DATASET RECORDS Block Start

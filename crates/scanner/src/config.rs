use crate::Result;
use serde::{Deserialize, Serialize};
use std::path::{Path, PathBuf};
use std::time::Duration;

pub const DEFAULT_REGION: &str = "eu-west-1";
pub const DEFAULT_SUMMARY_PATH: &str = "summary.csv";
/// Upper bound on events waiting between the pagination driver and the worker.
pub const DEFAULT_QUEUE_CAPACITY: usize = 256;
/// `LookupEvents` returns at most 50 events per call.
pub const DEFAULT_PAGE_SIZE: usize = 50;

#[derive(Debug, Clone, PartialEq, Eq, Serialize, Deserialize)]
#[serde(default)]
pub struct ScanConfig {
    pub region: String,
    pub summary_path: PathBuf,
    pub queue_capacity: usize,
    pub page_size: usize,
    pub retry: RetryPolicy,
}

impl Default for ScanConfig {
    fn default() -> Self {
        Self {
            region: DEFAULT_REGION.to_string(),
            summary_path: PathBuf::from(DEFAULT_SUMMARY_PATH),
            queue_capacity: DEFAULT_QUEUE_CAPACITY,
            page_size: DEFAULT_PAGE_SIZE,
            retry: RetryPolicy::default(),
        }
    }
}

impl ScanConfig {
    /// Parse a TOML document; keys that are absent keep their defaults.
    pub fn from_toml_str(raw: &str) -> Result<Self> {
        Ok(toml::from_str(raw)?)
    }

    pub async fn load(path: &Path) -> Result<Self> {
        let raw = tokio::fs::read_to_string(path).await.map_err(|err| {
            crate::ScanError::Other(format!("read config {}: {err}", path.display()))
        })?;
        Self::from_toml_str(&raw)
    }
}

/// Bounded exponential backoff for transient lookup failures.
#[derive(Debug, Clone, PartialEq, Eq, Serialize, Deserialize)]
#[serde(default)]
pub struct RetryPolicy {
    /// Retries after the first attempt; `3` means at most four lookups per page.
    pub max_retries: u32,
    pub base_backoff_ms: u64,
    pub max_backoff_ms: u64,
}

impl Default for RetryPolicy {
    fn default() -> Self {
        Self {
            max_retries: 3,
            base_backoff_ms: 100,
            max_backoff_ms: 5_000,
        }
    }
}

impl RetryPolicy {
    /// Delay before retry number `retry` (1-based): `base * 2^(retry - 1)`, capped.
    #[must_use]
    pub fn delay_for(&self, retry: u32) -> Duration {
        let exponent = retry.saturating_sub(1).min(32);
        let millis = self
            .base_backoff_ms
            .saturating_mul(1u64 << exponent)
            .min(self.max_backoff_ms);
        Duration::from_millis(millis)
    }
}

DATASET RECORDS Block End

Go through the entries above and restate each one exactly.

filename crates/scanner/src/config.rs
use crate::Result;
use serde::{Deserialize, Serialize};
use std::path::{Path, PathBuf};
use std::time::Duration;

pub const DEFAULT_REGION: &str = "eu-west-1";
pub const DEFAULT_SUMMARY_PATH: &str = "summary.csv";
/// Upper bound on events waiting between the pagination driver and the worker.
pub const DEFAULT_QUEUE_CAPACITY: usize = 256;
/// `LookupEvents` returns at most 50 events per call.
pub const DEFAULT_PAGE_SIZE: usize = 50;

#[derive(Debug, Clone, PartialEq, Eq, Serialize, Deserialize)]
#[serde(default)]
pub struct ScanConfig {
    pub region: String,
    pub summary_path: PathBuf,
    pub queue_capacity: usize,
    pub page_size: usize,
    pub retry: RetryPolicy,
}

impl Default for ScanConfig {
    fn default() -> Self {
        Self {
            region: DEFAULT_REGION.to_string(),
            summary_path: PathBuf::from(DEFAULT_SUMMARY_PATH),
            queue_capacity: DEFAULT_QUEUE_CAPACITY,
            page_size: DEFAULT_PAGE_SIZE,
            retry: RetryPolicy::default(),
        }
    }
}

impl ScanConfig {
    /// Parse a TOML document; keys that are absent keep their defaults.
    pub fn from_toml_str(raw: &str) -> Result<Self> {
        Ok(toml::from_str(raw)?)
    }

    pub async fn load(path: &Path) -> Result<Self> {
        let raw = tokio::fs::read_to_string(path).await.map_err(|err| {
            crate::ScanError::Other(format!("read config {}: {err}", path.display()))
        })?;
        Self::from_toml_str(&raw)
    }
}

/// Bounded exponential backoff for transient lookup failures.
#[derive(Debug, Clone, PartialEq, Eq, Serialize, Deserialize)]
#[serde(default)]
pub struct RetryPolicy {
    /// Retries after the first attempt; `3` means at most four lookups per page.
    pub max_retries: u32,
    pub base_backoff_ms: u64,
    pub max_backoff_ms: u64,
}

impl Default for RetryPolicy {
    fn default() -> Self {
        Self {
            max_retries: 3,
            base_backoff_ms: 100,
            max_backoff_ms: 5_000,
        }
    }
}

impl RetryPolicy {
    /// Delay before retry number `retry` (1-based): `base * 2^(retry - 1)`, capped.
    #[must_use]
    pub fn delay_for(&self, retry: u32) -> Duration {
        let exponent = retry.saturating_sub(1).min(32);
        let millis = self
            .base_backoff_ms
            .saturating_mul(1u64 << exponent)
            .min(self.max_backoff_ms);
        Duration::from_millis(millis)
    }
}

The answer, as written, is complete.